Indiana Senate panel advances bill requiring parental consent for minors seeking abortion

Pro-choice protesters demonstrate in front of the U.S. Supreme Court in Washington March 2, 2016. | Reuters/Kevin Lamarque

A Senate committee in Indiana has approved a bill that would require parents and guardians to be notified if their pregnant child tries to bypass them to obtain an abortion.

Senate Bill 404 was passed on Wednesday by the Indiana Senate Judiciary Committee by a vote of 6–4, IndyStar reported.

The current law in Indiana already requires a minor to seek parental consent for an abortion. However, the pregnant child can go to a court to receive a judicial waiver if she does not want to inform her parents, according to Indiana Public Media.

The bill advanced by the committee would allow the parents enter the courtroom and even testify on whether the child is competent enough to make the decision. Parents would also be allowed to sue adults who assist their child in obtaining an abortion without their consent.

Supporters of the measure argued that parents should be involved in deciding their daughter's well-being and whether she can go through with a surgical procedure such as an abortion.

"Parents have the constitutional right to determine the upbringing of their children, and that includes medical decisions. And so this is really just strengthening those rights," said Corrine Purvis, an attorney with Indiana Right to Life.

On the other hand, critics said that requiring the involvement of the parents could put the pregnant minors into dangerous situations as they are often afraid of being disowned by their families.

Purvis noted that the measure would allow parents to sue adults who pose as a parent of pregnant minors. She said that it would help ensure that minors are not being forced into having an abortion by boyfriends, pimps or sex traffickers.

"Minors who obtain secret abortions often do so at the behest of older men who impregnate them and then return them to abusive situations," said Sue Swayze, vice president of public affairs for Indiana Right to Life.

Indianapolis family law attorney Jane Glynn pointed to cases when the fathers molested the minors. She contended that the bill could give the offending father a pathway into the hearing.

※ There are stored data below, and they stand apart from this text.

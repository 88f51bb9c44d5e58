//! Server assembly.
//!
//! [`Server::start`] runs inside one configuration transaction of the
//! [`LifecycleGuard`]: no call is admitted until the server is fully built,
//! and a failure at any step leaves nothing running and no new generation
//! published.

pub mod registry;
pub mod tls;
pub mod transport;

pub use registry::ServiceRegistry;
pub use transport::{Listener, ListenerTransport, ServeFactory, Transport, TransportHandle};

use crate::admission::AdmissionGate;
use crate::config::ServerConfig;
use crate::error::{Error, Result};
use crate::guard::{LifecycleGuard, PhaseState};
use crate::pipeline::{ChainBuilder, PipelineLayer};
use crate::telemetry;
use futures::FutureExt;
use parking_lot::Mutex;
use std::net::SocketAddr;
use std::sync::Arc;
use tokio_stream::wrappers::TcpListenerStream;
use tonic_health::ServingStatus;
use tonic_health::server::HealthReporter;
use tower::ServiceBuilder;

struct Running {
    handle: TransportHandle,
    health: Option<HealthReporter>,
    services: Vec<&'static str>,
}

/// A gRPC server built from a validated [`ServerConfig`].
pub struct Server<T = ListenerTransport> {
    config: Arc<ServerConfig>,
    guard: LifecycleGuard,
    transport: T,
    running: Mutex<Option<Running>>,
}

impl Server<ListenerTransport> {
    /// Server listening on the configured transport and address.
    pub fn new(config: ServerConfig) -> Self {
        let transport = ListenerTransport::from_config(&config);
        Self::with_transport(config, transport)
    }
}

impl<T: Transport> Server<T> {
    pub fn with_transport(config: ServerConfig, transport: T) -> Self {
        Self {
            config: Arc::new(config),
            guard: LifecycleGuard::new(),
            transport,
            running: Mutex::new(None),
        }
    }

    pub fn name(&self) -> &str {
        self.config.name()
    }

    pub fn config(&self) -> &ServerConfig {
        &self.config
    }

    pub fn guard(&self) -> &LifecycleGuard {
        &self.guard
    }

    pub fn is_running(&self) -> bool {
        self.running.lock().is_some()
    }

    /// Bound TCP address while running.
    pub fn local_addr(&self) -> Option<SocketAddr> {
        self.running
            .lock()
            .as_ref()
            .and_then(|running| running.handle.local_addr())
    }

    /// Builds the pipeline and starts serving.
    ///
    /// Fails with [`Error::AlreadyRunning`] if the server is running, and with
    /// [`Error::CredentialLoad`], [`Error::InvalidCredentials`] or
    /// [`Error::Bind`] if TLS material or the listener cannot be set up.
    pub async fn start(&self) -> Result<()> {
        let txn = self.guard.begin().await;
        let already_running = self.running.lock().is_some();
        if already_running {
            return Err(Error::AlreadyRunning {
                name: self.name().to_owned(),
            });
        }

        let tls = tls::load(&self.config).await?;

        let mut registry = ServiceRegistry::new();
        for register in self.config.registrations() {
            register(&mut registry);
        }
        let health = self.config.health_enabled().then(|| {
            let (reporter, service) = tonic_health::server::health_reporter();
            registry.add_service(service);
            reporter
        });
        telemetry::initialize_service_metrics(registry.services().iter().copied());
        let (routes, services, kinds) = registry.into_parts();

        let pipeline = Arc::new(ChainBuilder::from_config(&self.config, self.guard.clone()).build(kinds));
        let layers = ServiceBuilder::new()
            .option_layer(AdmissionGate::layer(self.config.rate_limiters()))
            .layer(PipelineLayer::new(pipeline));

        let mut builder = self
            .config
            .apply_server_options(tonic::transport::Server::builder());
        if let Some(tls) = tls {
            builder = builder.tls_config(tls).map_err(Error::InvalidCredentials)?;
        }
        let router = builder.layer(layers).add_routes(routes);

        let factory = ServeFactory::new(move |listener, shutdown| match listener {
            Listener::Tcp(listener) => router
                .serve_with_incoming_shutdown(
                    TcpListenerStream::new(listener),
                    shutdown.cancelled_owned(),
                )
                .boxed(),
            #[cfg(unix)]
            Listener::Unix(listener) => router
                .serve_with_incoming_shutdown(
                    tokio_stream::wrappers::UnixListenerStream::new(listener),
                    shutdown.cancelled_owned(),
                )
                .boxed(),
        });
        let handle = self.transport.start(factory).await?;

        if let Some(reporter) = &health {
            for service in &services {
                reporter
                    .set_service_status(*service, ServingStatus::Serving)
                    .await;
            }
        }

        *self.running.lock() = Some(Running {
            handle,
            health,
            services,
        });
        let phase = txn.commit(PhaseState::Running);
        tracing::info!(
            server = %self.name(),
            transport = %self.config.transport(),
            address = %self.config.address(),
            generation = phase.generation,
            "server started"
        );
        Ok(())
    }

    /// Stops accepting calls and waits for in-flight calls to drain.
    ///
    /// The transaction only covers the state change; draining happens after
    /// it commits so calls queued on the guard can finish.
    pub async fn stop(&self) -> Result<()> {
        let handle = {
            let txn = self.guard.begin().await;
            let running = self.running.lock().take();
            let Some(running) = running else {
                return Err(Error::NotRunning {
                    name: self.name().to_owned(),
                });
            };

            if let Some(reporter) = &running.health {
                reporter
                    .set_service_status("", ServingStatus::NotServing)
                    .await;
                for service in &running.services {
                    reporter
                        .set_service_status(*service, ServingStatus::NotServing)
                        .await;
                }
            }
            running.handle.cancel();

            let phase = txn.commit(PhaseState::Stopped);
            tracing::info!(server = %self.name(), generation = phase.generation, "server stopping");
            running.handle
        };

        handle.wait().await?;
        tracing::info!(server = %self.name(), "server stopped");
        Ok(())
    }
}

#[cfg(test)]
mod tests {
    use super::*;
    use crate::config::TlsConfig;
    use crate::pipeline::stages::CORRELATION_HEADER;
    use crate::rate_limit::CallerTokenBuckets;
    use async_trait::async_trait;
    use std::sync::atomic::{AtomicUsize, Ordering};
    use std::time::Duration;
    use tokio_util::sync::CancellationToken;
    use tonic::Code;
    use tonic::transport::Endpoint;
    use tonic_health::pb::HealthCheckRequest;
    use tonic_health::pb::health_check_response::ServingStatus as CheckStatus;
    use tonic_health::pb::health_client::HealthClient;

    /// Transport that counts starts and never binds.
    #[derive(Default)]
    struct CountingTransport {
        starts: Arc<AtomicUsize>,
    }

    #[async_trait]
    impl Transport for CountingTransport {
        async fn start(&self, _factory: ServeFactory) -> Result<TransportHandle> {
            self.starts.fetch_add(1, Ordering::SeqCst);
            let shutdown = CancellationToken::new();
            let token = shutdown.clone();
            let task = tokio::spawn(async move {
                token.cancelled().await;
                Ok(())
            });
            Ok(TransportHandle::new(None, shutdown, task))
        }
    }

    fn config() -> ServerConfig {
        ServerConfig::builder()
            .address("127.0.0.1:0")
            .build()
            .unwrap()
    }

    #[tokio::test]
    async fn double_start_is_rejected() {
        let transport = CountingTransport::default();
        let starts = transport.starts.clone();
        let server = Server::with_transport(config(), transport);

        server.start().await.unwrap();
        let err = server.start().await.unwrap_err();
        assert!(matches!(err, Error::AlreadyRunning { .. }));
        assert_eq!(starts.load(Ordering::SeqCst), 1);
        assert_eq!(server.guard().try_phase().unwrap().generation, 1);
    }

    #[tokio::test]
    async fn stop_then_start_is_a_new_cycle() {
        let server = Server::with_transport(config(), CountingTransport::default());

        assert!(matches!(server.stop().await, Err(Error::NotRunning { .. })));
        server.start().await.unwrap();
        server.stop().await.unwrap();
        assert!(!server.is_running());
        server.start().await.unwrap();

        let phase = server.guard().try_phase().unwrap();
        assert_eq!(phase.generation, 3);
        assert_eq!(phase.state, PhaseState::Running);
    }

    #[tokio::test]
    async fn tls_failure_happens_before_transport_start() {
        let transport = CountingTransport::default();
        let starts = transport.starts.clone();
        let config = ServerConfig::builder()
            .address("127.0.0.1:0")
            .tls(TlsConfig::new("/nonexistent/cert.pem", "/nonexistent/key.pem"))
            .build()
            .unwrap();
        let server = Server::with_transport(config, transport);

        let err = server.start().await.unwrap_err();
        assert!(matches!(err, Error::CredentialLoad { .. }));
        assert_eq!(starts.load(Ordering::SeqCst), 0);
        assert!(!server.is_running());
        assert_eq!(server.guard().try_phase().unwrap().generation, 0);
    }

    #[tokio::test]
    async fn server_options_apply_on_every_start() {
        let applied = Arc::new(AtomicUsize::new(0));
        let counter = applied.clone();
        let config = ServerConfig::builder()
            .address("127.0.0.1:0")
            .server_option(move |server| {
                counter.fetch_add(1, Ordering::SeqCst);
                server.concurrency_limit_per_connection(32)
            })
            .server_option(|server| server.timeout(Duration::from_secs(5)))
            .build()
            .unwrap();
        let server = Server::with_transport(config, CountingTransport::default());

        server.start().await.unwrap();
        assert_eq!(applied.load(Ordering::SeqCst), 1);
        server.stop().await.unwrap();
        server.start().await.unwrap();
        assert_eq!(applied.load(Ordering::SeqCst), 2);
    }

    #[tokio::test]
    async fn health_checks_run_through_admission_and_pipeline() {
        let config = ServerConfig::builder()
            .address("127.0.0.1:0")
            .caller_rate_limiter(CallerTokenBuckets::new(0.0, 1))
            .build()
            .unwrap();
        let server = Server::new(config);
        server.start().await.unwrap();

        let addr = server.local_addr().unwrap();
        let channel = Endpoint::from_shared(format!("http://{addr}"))
            .unwrap()
            .connect()
            .await
            .unwrap();
        let mut client = HealthClient::new(channel);

        let response = client
            .check(HealthCheckRequest {
                service: String::new(),
            })
            .await
            .unwrap();
        assert_eq!(response.get_ref().status(), CheckStatus::Serving);
        let correlation_id = response
            .metadata()
            .get(CORRELATION_HEADER)
            .unwrap()
            .to_str()
            .unwrap();
        assert!(uuid::Uuid::parse_str(correlation_id).is_ok());

        // Same peer address, bucket of one: the second call is rejected.
        let err = client
            .check(HealthCheckRequest {
                service: String::new(),
            })
            .await
            .unwrap_err();
        assert_eq!(err.code(), Code::ResourceExhausted);

        server.stop().await.unwrap();
        assert!(server.local_addr().is_none());
    }
}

Glynn and other opponents of the bill testified that the requirements to notify both parents, even if they live elsewhere or are absent, are unrealistic. They argued that it essentially "guts" the process for the pregnant child to bypass parents with the court's consent. A U.S. Supreme Court decision has stated that there must be a bypass procedure for minors.

Jane Henegar, executive director of the American Civil Liberties Union of Indiana, has said that her organization will sue the state if the bill becomes law.